Appellant testified that he then drove to a store where he bought and then drank two bottles of beer. He then drove to another store where, as he was walking back to his car, he encountered Muldrow. Muldrow walked toward appellant and leaped at him from five feet away, grabbing for appellant’s gun, but appellant was able to grab his gun first and push Muldrow away. Muldrow was then nine feet away and was making sideways moves in a threatening, attacking manner. Appellant was afraid that Muldrow would again try to get his gun and kill him.
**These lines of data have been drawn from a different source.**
// LZW decoder.
//
// Each dictionary entry stores a link to its prefix entry, its last byte,
// its first byte and its length. A phrase is written by walking the links
// backwards into a pre-sized region of the output.

use std::cmp::Ordering;

use super::FIRST_CODE;
use crate::error::{Error, Result};

#[derive(Debug, Clone, Copy)]
struct Entry {
    /// Index of the entry one byte shorter; `None` for literals.
    prefix: Option<usize>,
    /// Last byte of the phrase.
    byte: u8,
    /// First byte of the phrase.
    first: u8,
    len: usize,
}

/// Incremental LZW decoder.
#[derive(Debug, Clone)]
pub struct LzwDecoder {
    table: Vec<Entry>,
    /// Code of the phrase produced by the previous token.
    prev: Option<usize>,
}

impl Default for LzwDecoder {
    fn default() -> Self {
        Self::new()
    }
}

impl LzwDecoder {
    pub fn new() -> Self {
        let mut table = Vec::with_capacity(FIRST_CODE as usize * 2);
        table.extend((0..=u8::MAX).map(|b| Entry {
            prefix: None,
            byte: b,
            first: b,
            len: 1,
        }));
        Self { table, prev: None }
    }

    /// Number of dictionary entries, literals included.
    pub fn dictionary_len(&self) -> u64 {
        self.table.len() as u64
    }

    /// Decode one token, appending its phrase to `out`.
    ///
    /// On error `out` is left as it was before the call.
    pub fn decode_token(&mut self, token: u64, out: &mut Vec<u8>) -> Result<()> {
        let dictionary_len = self.dictionary_len();

        let Some(prev) = self.prev else {
            if token >= FIRST_CODE {
                return Err(Error::InvalidCode {
                    code: token,
                    dictionary_len,
                });
            }
            out.push(token as u8);
            self.prev = Some(token as usize);
            return Ok(());
        };

        let first = match token.cmp(&dictionary_len) {
            // Known code.
            Ordering::Less => {
                let code = token as usize;
                self.write_phrase(code, out);
                self.table[code].first
            }
            // The code about to be defined: previous phrase plus its own
            // first byte.
            Ordering::Equal => {
                let first = self.table[prev].first;
                self.write_phrase(prev, out);
                out.push(first);
                first
            }
            Ordering::Greater => {
                return Err(Error::InvalidCode {
                    code: token,
                    dictionary_len,
                });
            }
        };

        let prev_entry = self.table[prev];
        self.table.push(Entry {
            prefix: Some(prev),
            byte: first,
            first: prev_entry.first,
            len: prev_entry.len + 1,
        });
        self.prev = Some(token as usize);
        Ok(())
    }

    fn write_phrase(&self, code: usize, out: &mut Vec<u8>) {
        let start = out.len();
        out.resize(start + self.table[code].len, 0);
        let mut cursor = code;
        for slot in out[start..].iter_mut().rev() {
            let entry = &self.table[cursor];
            *slot = entry.byte;
            if let Some(prefix) = entry.prefix {
                cursor = prefix;
            }
        }
    }
}

/// Decode a whole token sequence with a fresh dictionary.
pub fn decode(tokens: &[u64]) -> Result<Vec<u8>> {
    let mut dec = LzwDecoder::new();
    let mut out = Vec::with_capacity(tokens.len() * 2);
    for &token in tokens {
        dec.decode_token(token, &mut out)?;
    }
    log::trace!(
        "lzw decode: {} tokens -> {} bytes, dictionary {} entries",
        tokens.len(),
        out.len(),
        dec.dictionary_len()
    );
    Ok(out)
}
use std::process::Command;
use tempfile::tempdir;

fn bin() -> String {
    env!("CARGO_BIN_EXE_unilzw").to_string()
}

#[test]
fn cli_encode_decode_roundtrip() {
    let dir = tempdir().unwrap();
    let input = dir.path().join("input.txt");
    let packed = dir.path().join("packed.lzw");
    let output = dir.path().join("output.txt");

    std::fs::write(&input, b"abcabcabcabcabcabc hello hello hello").unwrap();

    for method in ["gamma", "delta", "omega", "fibonacci"] {
        let st = Command::new(bin())
            .args(["--force", "--quiet", "encode", "--method", method])
            .arg(&input)
            .arg(&packed)
            .status()
            .unwrap();
        assert!(st.success(), "{method}");

        let st = Command::new(bin())
            .args(["--force", "--quiet", "decode", "--method", method])
            .arg(&packed)
            .arg(&output)
            .status()
            .unwrap();
        assert!(st.success(), "{method}");
        assert_eq!(
            std::fs::read(&output).unwrap(),
            std::fs::read(&input).unwrap()
        );
    }
}

#[test]
fn cli_empty_input_is_noop() {
    let dir = tempdir().unwrap();
    let input = dir.path().join("empty.txt");
    let packed = dir.path().join("empty.lzw");
    std::fs::write(&input, b"").unwrap();

    let st = Command::new(bin())
        .arg("encode")
        .arg(&input)
        .arg(&packed)
        .status()
        .unwrap();
    assert!(st.success());
    assert!(!packed.exists());
}

#[test]
fn cli_refuses_to_overwrite_without_force() {
    let dir = tempdir().unwrap();
    let input = dir.path().join("in.txt");
    let packed = dir.path().join("out.lzw");
    std::fs::write(&input, b"payload").unwrap();
    std::fs::write(&packed, b"keep me").unwrap();

    let st = Command::new(bin())
        .arg("encode")
        .arg(&input)
        .arg(&packed)
        .status()
        .unwrap();
    assert!(!st.success());
    assert_eq!(std::fs::read(&packed).unwrap(), b"keep me");
}

#[test]
fn cli_wrong_method_fails() {
    let dir = tempdir().unwrap();
    let input = dir.path().join("in.txt");
    let packed = dir.path().join("in.lzw");
    let output = dir.path().join("out.txt");
    let text: Vec<u8> = b"the quick brown fox ".iter().cycle().take(4000).copied().collect();
    std::fs::write(&input, &text).unwrap();

    let st = Command::new(bin())
        .args(["-q", "encode", "-m", "fibonacci"])
        .arg(&input)
        .arg(&packed)
        .status()
        .unwrap();
    assert!(st.success());

    let st = Command::new(bin())
        .args(["-q", "decode", "-m", "gamma"])
        .arg(&packed)
        .arg(&output)
        .status()
        .unwrap();
    assert!(!st.success());
    assert!(!output.exists());
}

#[test]
fn cli_compare_exit_codes() {
    let dir = tempdir().unwrap();
    let a = dir.path().join("a");
    let b = dir.path().join("b");
    let c = dir.path().join("c");
    std::fs::write(&a, b"same").unwrap();
    std::fs::write(&b, b"same").unwrap();
    std::fs::write(&c, b"diff").unwrap();

    let same = Command::new(bin()).arg("compare").arg(&a).arg(&b).output().unwrap();
    assert!(same.status.success());
    assert!(String::from_utf8_lossy(&same.stdout).contains("same content"));

    let diff = Command::new(bin()).arg("compare").arg(&a).arg(&c).status().unwrap();
    assert_eq!(diff.code(), Some(2));
}

#[test]
fn cli_stats_json() {
    let dir = tempdir().unwrap();
    let input = dir.path().join("in.bin");
    std::fs::write(&input, b"abab").unwrap();

    let out = Command::new(bin())
        .args(["--json", "stats"])
        .arg(&input)
        .output()
        .unwrap();
    assert!(out.status.success());
    let stderr = String::from_utf8_lossy(&out.stderr);
    assert!(stderr.contains("\"entropy\": 1.0"), "{stderr}");
}

#[test]
fn cli_config_works() {
    let out = Command::new(bin()).arg("config").output().unwrap();
    assert!(out.status.success());
    assert!(String::from_utf8_lossy(&out.stderr).contains("METHODS=gamma,delta,omega,fibonacci"));
}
When Muldrow advanced on him, appellant fired.
The prosecutor impugned defendant’s decision to take the stand, stating in his summation, "But it’s interesting that just enough things came together that he had to take the stand and he had to give you his excuse. And the second unique thing that happened here is that he’s saying to you: T killed him, but give me a break. * * * Don’t convict me of murder; convict me of manslaughter in the first degree.’ ”
As a whole, the effects of the prosecutor’s remarks in summation deprived defendant of a fair trial. The prosecutor impermissibly described defendant’s justification defense as "an excuse” (see, People v Bailey, 121 AD2d 189, 192), and improperly suggested that defendant admitted guilt to manslaughter. (See, People v Romain, 137 AD2d 848.) He then impermissibly juxtaposed a biblical quotation with the exhortation to "[d]o your duty.” (See, People v Bagarozy, 132 AD2d 225, 238; People v Lewis, 140 AD2d 714.) Each of these errors, standing alone, might not warrant a reversal in light of the strong evidence of appellant’s guilt, but the combined prejudicial effect is to deny defendant a fair trial. (See, People v Crimmins, 36 NY2d 230, 242; People v Ellis, 94 AD2d 652, 653.) The jury should have been permitted to assess the credibility of appellant’s testimony free from the prejudicial effect of the prosecutor’s improper remarks.
Under the circumstances of this case, if we were not reversing, the sentence of twenty years to life is unduly harsh, and we would reduce it to fifteen years to life.
[The unpublished decision and order entered herein on February 26, 1991 is hereby recalled and vacated.] Concur— Murphy, P. J., Carro, Rosenberger and Smith, JJ.